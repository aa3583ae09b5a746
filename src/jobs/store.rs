//! # Store de Jobs en Memoria
//! src/jobs/store.rs
//!
//! Registro thread-safe de jobs y estadísticas. Todo el estado mutable
//! (último ID asignado, mapa de hashes, promedio) vive dentro de un único
//! `RwLock`, así la asignación de IDs, la escritura del mapa y el recálculo
//! del promedio nunca se intercalan de forma inconsistente.
//!
//! Lecturas (`retrieve_hash`, `get_stats`) toman el lock compartido;
//! escrituras (`create_job`, `record_hash`) el exclusivo.

use crate::jobs::types::{CompletedJob, JobId, JobState, Stats};
use std::collections::HashMap;
use std::sync::{PoisonError, RwLock, RwLockReadGuard, RwLockWriteGuard};

/// Estado protegido por el lock
#[derive(Debug, Default)]
struct StoreState {
    /// Último ID entregado (0 = ninguno todavía)
    last_id: JobId,

    /// Jobs completados (job_id -> hash + duración)
    completed: HashMap<JobId, CompletedJob>,

    /// Promedio móvil en milisegundos
    average: i32,
}

/// Store de jobs y estadísticas
#[derive(Debug, Default)]
pub struct JobStore {
    state: RwLock<StoreState>,
}

impl JobStore {
    /// Crea un store vacío
    pub fn new() -> Self {
        Self::default()
    }

    // Ningún camino deja el estado a medias, así que un lock envenenado
    // sigue siendo utilizable.
    fn read(&self) -> RwLockReadGuard<'_, StoreState> {
        self.state.read().unwrap_or_else(PoisonError::into_inner)
    }

    fn write(&self) -> RwLockWriteGuard<'_, StoreState> {
        self.state.write().unwrap_or_else(PoisonError::into_inner)
    }

    /// Asigna un nuevo ID estrictamente creciente (1, 2, 3, ...)
    ///
    /// # Ejemplo
    /// ```
    /// use hash_server::jobs::JobStore;
    ///
    /// let store = JobStore::new();
    /// assert_eq!(store.create_job(), 1);
    /// assert_eq!(store.create_job(), 2);
    /// ```
    pub fn create_job(&self) -> JobId {
        let mut state = self.write();
        state.last_id += 1;
        state.last_id
    }

    /// Registra el hash de un job y actualiza el promedio móvil
    ///
    /// El promedio se recalcula como
    /// `(promedio * total_previo + duracion) / (total_previo + 1)`
    /// con división entera truncada. Mapa y promedio se actualizan en la
    /// misma sección crítica.
    pub fn record_hash(&self, id: JobId, hash: String, duration_ms: i32) {
        let mut state = self.write();
        state.completed.insert(
            id,
            CompletedJob {
                hash,
                processing_duration_ms: duration_ms,
            },
        );

        let total = state.completed.len() as i64;
        let total_before = total - 1;
        let average = (i64::from(state.average) * total_before + i64::from(duration_ms)) / total;
        state.average = average.clamp(i64::from(i32::MIN), i64::from(i32::MAX)) as i32;
    }

    /// Obtiene el hash de un job completado
    ///
    /// Retorna `None` si el ID es desconocido o el job aún no terminó.
    pub fn retrieve_hash(&self, id: JobId) -> Option<String> {
        let state = self.read();
        state.completed.get(&id).map(|job| job.hash.clone())
    }

    /// Duración registrada de un job completado
    pub fn processing_duration(&self, id: JobId) -> Option<i32> {
        let state = self.read();
        state.completed.get(&id).map(|job| job.processing_duration_ms)
    }

    /// Estado del ciclo de vida de un job
    pub fn job_state(&self, id: JobId) -> Option<JobState> {
        let state = self.read();
        if state.completed.contains_key(&id) {
            Some(JobState::Completed)
        } else if id != 0 && id <= state.last_id {
            Some(JobState::Created)
        } else {
            None
        }
    }

    /// Snapshot consistente de `(total, average)`
    pub fn get_stats(&self) -> Stats {
        let state = self.read();
        Stats {
            total: state.completed.len() as u64,
            average: state.average,
        }
    }
}

#[cfg(test)]
mod tests {
    use super::*;
    use crate::jobs::hasher::generate_hash;
    use std::collections::HashSet;
    use std::sync::Arc;
    use std::thread;

    const TEST_PASSWORD: &str = "puppymonkeybaby";
    const TEST_HASH: &str = "Io0yGSqR3RGSwHCW54RLn9QYJr7Ypmra2qeTTWJ7v9z8WKqpudctlPrCl+bzLSBpo2C3YR6+sMo1M1NduS6TGw==";

    // ==================== IDs ====================

    #[test]
    fn test_create_job_starts_at_one() {
        let store = JobStore::new();
        assert_eq!(store.create_job(), 1);
        assert_eq!(store.create_job(), 2);
    }

    #[test]
    fn test_create_job_concurrent_ids_are_unique() {
        let store = Arc::new(JobStore::new());
        let threads = 8;
        let per_thread = 250;

        let handles: Vec<_> = (0..threads)
            .map(|_| {
                let store = Arc::clone(&store);
                thread::spawn(move || {
                    (0..per_thread)
                        .map(|_| store.create_job())
                        .collect::<Vec<_>>()
                })
            })
            .collect();

        let mut ids = HashSet::new();
        for handle in handles {
            for id in handle.join().unwrap() {
                assert!(ids.insert(id), "duplicated id {}", id);
            }
        }

        let n = (threads * per_thread) as u64;
        assert_eq!(ids.len() as u64, n);
        assert!(ids.iter().all(|id| (1..=n).contains(id)));
    }

    // ==================== Record / Retrieve ====================

    #[test]
    fn test_record_and_retrieve_hash() {
        let store = JobStore::new();
        let id = store.create_job();
        assert_ne!(id, 0);

        store.record_hash(id, generate_hash(TEST_PASSWORD), 5000);

        assert_eq!(store.retrieve_hash(id).as_deref(), Some(TEST_HASH));
        assert_eq!(store.processing_duration(id), Some(5000));
    }

    #[test]
    fn test_retrieve_unrecorded_hash() {
        let store = JobStore::new();
        let id = store.create_job();

        assert!(store.retrieve_hash(id).is_none());
        assert!(store.retrieve_hash(0).is_none());
        assert!(store.retrieve_hash(999).is_none());
    }

    #[test]
    fn test_record_hash_for_unallocated_id() {
        let store = JobStore::new();
        store.record_hash(42, "h".to_string(), 10);

        assert_eq!(store.retrieve_hash(42).as_deref(), Some("h"));
        // No adelanta el contador
        assert_eq!(store.create_job(), 1);
    }

    // ==================== Job State ====================

    #[test]
    fn test_job_state_lifecycle() {
        let store = JobStore::new();
        assert_eq!(store.job_state(1), None);

        let id = store.create_job();
        assert_eq!(store.job_state(id), Some(JobState::Created));

        store.record_hash(id, "h".to_string(), 1);
        assert_eq!(store.job_state(id), Some(JobState::Completed));

        assert_eq!(store.job_state(0), None);
        assert_eq!(store.job_state(id + 1), None);
    }

    // ==================== Stats ====================

    #[test]
    fn test_stats_empty_store() {
        let store = JobStore::new();
        assert_eq!(store.get_stats(), Stats { total: 0, average: 0 });
    }

    #[test]
    fn test_stats_constant_durations() {
        let store = JobStore::new();
        for _ in 0..100 {
            let id = store.create_job();
            store.record_hash(id, generate_hash(TEST_PASSWORD), 5000);
        }

        let stats = store.get_stats();
        assert_eq!(stats.total, 100);
        assert_eq!(stats.average, 5000);
    }

    #[test]
    fn test_stats_truncating_average() {
        let store = JobStore::new();
        store.record_hash(store.create_job(), "a".into(), 5000);
        store.record_hash(store.create_job(), "b".into(), 5001);
        // (5000 * 1 + 5001) / 2 = 5000 (truncado)
        assert_eq!(store.get_stats().average, 5000);

        store.record_hash(store.create_job(), "c".into(), 5010);
        // (5000 * 2 + 5010) / 3 = 5003
        assert_eq!(store.get_stats(), Stats { total: 3, average: 5003 });
    }

    #[test]
    fn test_stats_ignore_incomplete_jobs() {
        let store = JobStore::new();
        let done = store.create_job();
        let _pending = store.create_job();
        store.record_hash(done, "h".into(), 4000);

        assert_eq!(store.get_stats(), Stats { total: 1, average: 4000 });
    }

    #[test]
    fn test_stats_no_overflow_with_large_totals() {
        let store = JobStore::new();
        for id in 1..=500_000u64 {
            store.record_hash(id, String::new(), 5000);
        }
        assert_eq!(store.get_stats(), Stats { total: 500_000, average: 5000 });
    }

    #[test]
    fn test_concurrent_records_keep_stats_consistent() {
        let store = Arc::new(JobStore::new());

        let handles: Vec<_> = (0..8)
            .map(|_| {
                let store = Arc::clone(&store);
                thread::spawn(move || {
                    for _ in 0..100 {
                        let id = store.create_job();
                        store.record_hash(id, "h".into(), 5000);
                    }
                })
            })
            .collect();

        for handle in handles {
            handle.join().unwrap();
        }

        assert_eq!(store.get_stats(), Stats { total: 800, average: 5000 });
    }
}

▶ [WHAT IS BEING ASKED]:
The lines to copy are those in the records above containing the word "threads".

▶ [FINISHED TASK]:
        let threads = 8;
        let handles: Vec<_> = (0..threads)
        let n = (threads * per_thread) as u64;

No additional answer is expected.